Run through the records and, wherever a line holds the word "store", return that line.

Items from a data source
*** Begin section ***

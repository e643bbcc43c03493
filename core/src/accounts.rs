//! User registration and referral-code resolution.

use crate::{
    agent_tracker::AgentEligibilityTracker,
    error::{LedgerError, LedgerResult},
    event::LedgerEvent,
    model::{AgentStatus, UserAccount},
    rng::CodeRng,
    subsystem::LedgerContext,
};

/// Give up after this many colliding codes in a row.
const MAX_CODE_ATTEMPTS: usize = 16;

pub struct Accounts<'a> {
    ctx: LedgerContext<'a>,
}

impl<'a> Accounts<'a> {
    pub fn new(ctx: LedgerContext<'a>) -> Self {
        Self { ctx }
    }

    /// Create a profile with zero balances and a fresh referral code.
    /// `referrer_code`, when given, must belong to an existing user.
    pub fn register(
        &self,
        display_name: &str,
        referrer_code: Option<&str>,
        user_level: i64,
        codes: &mut CodeRng,
        out: &mut Vec<LedgerEvent>,
    ) -> LedgerResult<UserAccount> {
        let display_name = display_name.trim();
        if display_name.is_empty() {
            return Err(LedgerError::Validation("display name is required".into()));
        }
        let referred_by = match referrer_code.map(str::trim).filter(|c| !c.is_empty()) {
            Some(code) => Some(
                self.ctx
                    .store
                    .user_by_referral_code(code)?
                    .ok_or_else(|| {
                        LedgerError::Validation(format!("unknown referral code '{code}'"))
                    })?
                    .id,
            ),
            None => None,
        };

        let user = UserAccount {
            id: uuid::Uuid::new_v4().to_string(),
            display_name: display_name.to_string(),
            balance: 0.0,
            earned_balance: 0.0,
            user_level,
            referral_code: self.unique_code(codes)?,
            referred_by: referred_by.clone(),
            is_agent: false,
            agent_status: AgentStatus::Inactive,
            agent_activated_at: None,
            created_at: self.ctx.now,
        };
        self.ctx.store.insert_user(&user)?;

        // A new signup has no approved deposit yet, so ancestor counts do not
        // move; this only makes sure every ancestor has a tracking row.
        let mut events = Vec::new();
        let tracker = AgentEligibilityTracker::new(self.ctx);
        let refreshed = self.ctx.store.in_savepoint("eligibility_refresh", || {
            tracker.evaluate_ancestors(&user.id, &mut events)
        });
        if refreshed.is_ok() {
            out.extend(events);
        }
        self.ctx.audit("agent eligibility", refreshed)?;

        log::info!(
            "accounts: registered {} ({}) referred by {}",
            user.id,
            user.referral_code,
            referred_by.as_deref().unwrap_or("-")
        );
        out.push(LedgerEvent::UserRegistered {
            user_id: user.id.clone(),
            referred_by,
        });
        Ok(user)
    }

    fn unique_code(&self, codes: &mut CodeRng) -> LedgerResult<String> {
        for _ in 0..MAX_CODE_ATTEMPTS {
            let code = codes.next_code();
            if !self.ctx.store.referral_code_taken(&code)? {
                return Ok(code);
            }
            log::debug!("accounts: referral code {code} taken, drawing again");
        }
        Err(LedgerError::Validation(
            "could not allocate a unique referral code".into(),
        ))
    }
}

*** End section ***

> _Expected output_:
                    .store
        self.ctx.store.insert_user(&user)?;
        let refreshed = self.ctx.store.in_savepoint("eligibility_refresh", || {
            if !self.ctx.store.referral_code_taken(&code)? {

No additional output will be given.